◆ **Information provided**
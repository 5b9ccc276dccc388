//! Prometheus metrics for the runtime.
//!
//! # Panics
//!
//! Metric registration uses `unwrap()` intentionally: a registration
//! failure (e.g. a duplicate metric name) is a fatal configuration error
//! that should crash at startup, not fail silently. These panics only
//! occur during static initialization, never at runtime.

use once_cell::sync::Lazy;
use prometheus::{
    register_counter_vec, register_gauge_vec, register_int_gauge, register_int_gauge_vec,
    CounterVec, GaugeVec, IntGauge, IntGaugeVec,
};

/// Signals emitted by `SignalManager::submit`, by strategy/symbol/action.
pub static SIGNALS_TOTAL: Lazy<CounterVec> = Lazy::new(|| {
    register_counter_vec!(
        "optrade_signals_total",
        "Total signals submitted",
        &["strategy", "symbol", "action"]
    )
    .unwrap()
});

/// `DataAssembler` validation failures, by symbol.
pub static DATA_UNAVAILABLE_TOTAL: Lazy<CounterVec> = Lazy::new(|| {
    register_counter_vec!(
        "optrade_data_unavailable_total",
        "Total DataUnavailable results from DataAssembler",
        &["symbol"]
    )
    .unwrap()
});

/// Currently open positions.
pub static POSITIONS_OPEN: Lazy<IntGauge> = Lazy::new(|| {
    register_int_gauge!("optrade_positions_open", "Number of currently open positions").unwrap()
});

/// Risk/validation gate rejections, by gate name.
pub static GATE_BLOCKED_TOTAL: Lazy<CounterVec> = Lazy::new(|| {
    register_counter_vec!(
        "optrade_gate_blocked_total",
        "Total signals rejected by a validation or risk gate",
        &["gate"]
    )
    .unwrap()
});

/// Unix timestamp (seconds) of each runner's last successful loop iteration.
pub static RUNNER_LAST_SUCCESS_TS: Lazy<IntGaugeVec> = Lazy::new(|| {
    register_int_gauge_vec!(
        "optrade_runner_last_success_ts",
        "Unix timestamp of the runner's last successful iteration",
        &["asset_class"]
    )
    .unwrap()
});

/// Duplicate signals suppressed by the fingerprint dedup check.
pub static DUPLICATE_SIGNALS_TOTAL: Lazy<CounterVec> = Lazy::new(|| {
    register_counter_vec!(
        "optrade_duplicate_signals_total",
        "Total signals suppressed as duplicates within a session",
        &["strategy", "symbol"]
    )
    .unwrap()
});

/// Positions closed, by exit reason.
pub static POSITIONS_CLOSED_TOTAL: Lazy<CounterVec> = Lazy::new(|| {
    register_counter_vec!(
        "optrade_positions_closed_total",
        "Total positions closed, by exit reason",
        &["exit_reason"]
    )
    .unwrap()
});

/// Positions currently carrying a `warning_flag` (partial LIVE-exit failure).
pub static POSITIONS_WARNING: Lazy<IntGauge> = Lazy::new(|| {
    register_int_gauge!(
        "optrade_positions_warning",
        "Number of open positions with an unresolved warning flag"
    )
    .unwrap()
});

/// EventBus handler outcomes, by event type and outcome (ok/timeout/panic).
pub static EVENTBUS_HANDLER_TOTAL: Lazy<CounterVec> = Lazy::new(|| {
    register_counter_vec!(
        "optrade_eventbus_handler_total",
        "Total event handler invocations, by event type and outcome",
        &["event_type", "outcome"]
    )
    .unwrap()
});

/// Order placement/status outcomes, by mode and broker status.
pub static ORDERS_TOTAL: Lazy<CounterVec> = Lazy::new(|| {
    register_counter_vec!(
        "optrade_orders_total",
        "Total orders dispatched, by mode and outcome",
        &["mode", "outcome"]
    )
    .unwrap()
});

/// Current available margin as last observed from the broker.
pub static AVAILABLE_MARGIN: Lazy<GaugeVec> = Lazy::new(|| {
    register_gauge_vec!(
        "optrade_available_margin",
        "Last observed available margin",
        &["currency"]
    )
    .unwrap()
});

/// Force-initializes every metric in this module. Call once at startup so
/// `/metrics` always shows a zero-valued series instead of an absent one
/// before the first event of each kind occurs.
pub fn init() {
    Lazy::force(&SIGNALS_TOTAL);
    Lazy::force(&DATA_UNAVAILABLE_TOTAL);
    Lazy::force(&POSITIONS_OPEN);
    Lazy::force(&GATE_BLOCKED_TOTAL);
    Lazy::force(&RUNNER_LAST_SUCCESS_TS);
    Lazy::force(&DUPLICATE_SIGNALS_TOTAL);
    Lazy::force(&POSITIONS_CLOSED_TOTAL);
    Lazy::force(&POSITIONS_WARNING);
    Lazy::force(&EVENTBUS_HANDLER_TOTAL);
    Lazy::force(&ORDERS_TOTAL);
    Lazy::force(&AVAILABLE_MARGIN);
}

#[cfg(test)]
mod tests {
    use super::*;

    #[test]
    fn test_metrics_register_without_panicking() {
        init();
        SIGNALS_TOTAL
            .with_label_values(&["moving_average_cross", "NIFTY", "enter_long"])
            .inc();
        assert!(SIGNALS_TOTAL
            .with_label_values(&["moving_average_cross", "NIFTY", "enter_long"])
            .get()
            >= 1.0);
    }
}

◆ **What the task requires**
Copy exactly the lines above, starting at the opening line and finishing at the line in which "fatal configuration error" occurs.

◆ **Response**
repository 5b9ccc276dccc388
//! Prometheus metrics for the runtime.
//!
//! # Panics
//!
//! Metric registration uses `unwrap()` intentionally: a registration
//! failure (e.g. a duplicate metric name) is a fatal configuration error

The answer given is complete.